Located on the very southern end of this enticing country, The Algarve, Portugal (86 miles by 24 miles) has been drawing expatriate retirees seeking the good life for quite awhile and the reasons are simple: the region is renowned for its wonderful climate, top notch golf, verdant landscape and stunning coastline. This tiny piece of the globe has been occupied by the Phoenicians, Celts and Romans (and by an occasional pirate). As a result, the Algarve still offers hints of an eclectic past. Warm waters, almond groves, white washed building, medieval ruins and modern architecture all find a home here.
Most expat retirees here are British and European, but there are also some Americans and Canadians. This is not an inexpensive country, but it is one of the less expensive countries in the European Union, and overall, the cost of living is about half of that in France or Germany. The Algarve is essentially a row of beach towns with some inland country, and the cost-of-living in this is roughly the same as in Boston. Life here, though, comes with a magnificent coastline, sumptuous seafood and wonderful weather.
Foreigners (and retiree residents) can buy property in Portugal, and buying real estate can almost be easier than renting it since long-term rentals along the coastline are often hard to find. Most seaside rentals are short-term, catering to vacationers, and they are expensive.
The Mediterranean Sea greatly influences the Algarvean climate. Summers are hot and dry; winters are mild with little rain (50 days with rain). The region has an average of 12 hours of sun a day, and there is always a slight breeze off the Atlantic. The water is surprisingly warm, and there are no tidal waves, hurricanes, volcanic eruptions or tornadoes.
Food, particularly seafood, is a way of life here. Seafood soups, oregano snails, pork meat and grilled squid cuttlefish are all local specialties. The local wine is very tasty, too, and very inexpensive as are most groceries. Markets with fresh fruits and vegetables are in abundance, and daily market trips are one of the great joys of living here.

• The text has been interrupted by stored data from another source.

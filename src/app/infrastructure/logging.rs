use tracing_subscriber::EnvFilter;

/// Install the global subscriber. `RUST_LOG` overrides the default `info` level.
pub fn init_logging() {
    let filter = EnvFilter::try_from_default_env().unwrap_or_else(|_| EnvFilter::new("info"));
    let _ = tracing_subscriber::fmt()
        .with_env_filter(filter)
        .with_target(false)
        .compact()
        .try_init();
}
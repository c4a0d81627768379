use super::color::LineColor;

pub const DEFAULT_MAP_STYLE: &str = "mapbox://styles/mapbox/streets-v12";
const STYLE_URL_PREFIX: &str = "mapbox://styles/";

/// Colors the preview surface paints a basemap with.
#[derive(Debug, Clone, Copy, PartialEq, Eq)]
pub struct Palette {
    pub land: LineColor,
    pub grid: LineColor,
}

#[derive(Debug, Clone, Copy, PartialEq, Eq)]
pub struct MapStyle {
    pub id: &'static str,
    pub display_name: &'static str,
    pub palette: Palette,
}

static STYLES: [MapStyle; 5] = [
    MapStyle {
        id: DEFAULT_MAP_STYLE,
        display_name: "Calles",
        palette: Palette {
            land: LineColor::rgb(0xF2, 0xEF, 0xE9),
            grid: LineColor::rgb(0xD9, 0xD4, 0xCA),
        },
    },
    MapStyle {
        id: "mapbox://styles/mapbox/outdoors-v12",
        display_name: "Exterior",
        palette: Palette {
            land: LineColor::rgb(0xE8, 0xF0, 0xDC),
            grid: LineColor::rgb(0xC8, 0xD6, 0xB4),
        },
    },
    MapStyle {
        id: "mapbox://styles/mapbox/light-v11",
        display_name: "Claro",
        palette: Palette {
            land: LineColor::rgb(0xF5, 0xF5, 0xF5),
            grid: LineColor::rgb(0xE0, 0xE0, 0xE0),
        },
    },
    MapStyle {
        id: "mapbox://styles/mapbox/dark-v11",
        display_name: "Oscuro",
        palette: Palette {
            land: LineColor::rgb(0x34, 0x34, 0x32),
            grid: LineColor::rgb(0x4A, 0x4A, 0x48),
        },
    },
    MapStyle {
        id: "mapbox://styles/mapbox/satellite-streets-v12",
        display_name: "Satélite",
        palette: Palette {
            land: LineColor::rgb(0x3B, 0x4A, 0x36),
            grid: LineColor::rgb(0x55, 0x64, 0x4E),
        },
    },
];

impl MapStyle {
    pub fn all() -> &'static [MapStyle] {
        &STYLES
    }

    pub fn position(id: &str) -> Option<usize> {
        STYLES.iter().position(|s| s.id == id)
    }

    /// Preview palette for `id`; unknown styles are previewed like streets.
    pub fn palette_for(id: &str) -> Palette {
        STYLES
            .iter()
            .find(|s| s.id == id)
            .unwrap_or(&STYLES[0])
            .palette
    }
}

/// `mapbox://styles/<owner>/<style>` → `<owner>/<style>` for the static images API.
pub fn style_path(id: &str) -> &str {
    id.strip_prefix(STYLE_URL_PREFIX).unwrap_or("mapbox/streets-v12")
}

There are 30 golf courses scattered along the coast and within the nearby hills. One of the most famous and most photographed is the Royal Course.
The cost of private dental care and medical care is quite high, but the country has the Portuguese Public Health System, under which any resident is entitled to free basic health care, including free essential medicines, free general practitioner appointments, etc. Once one becomes a resident of Portugal, he or she needs to apply for a medical card to access the health care system. This system is, however, overcrowded and services are inconsistent, so private care and private health insurance are highly recommended.
English is spoken in some of the larger towns and tourist areas, but it is essential to learn Portuguese if considering retiring here.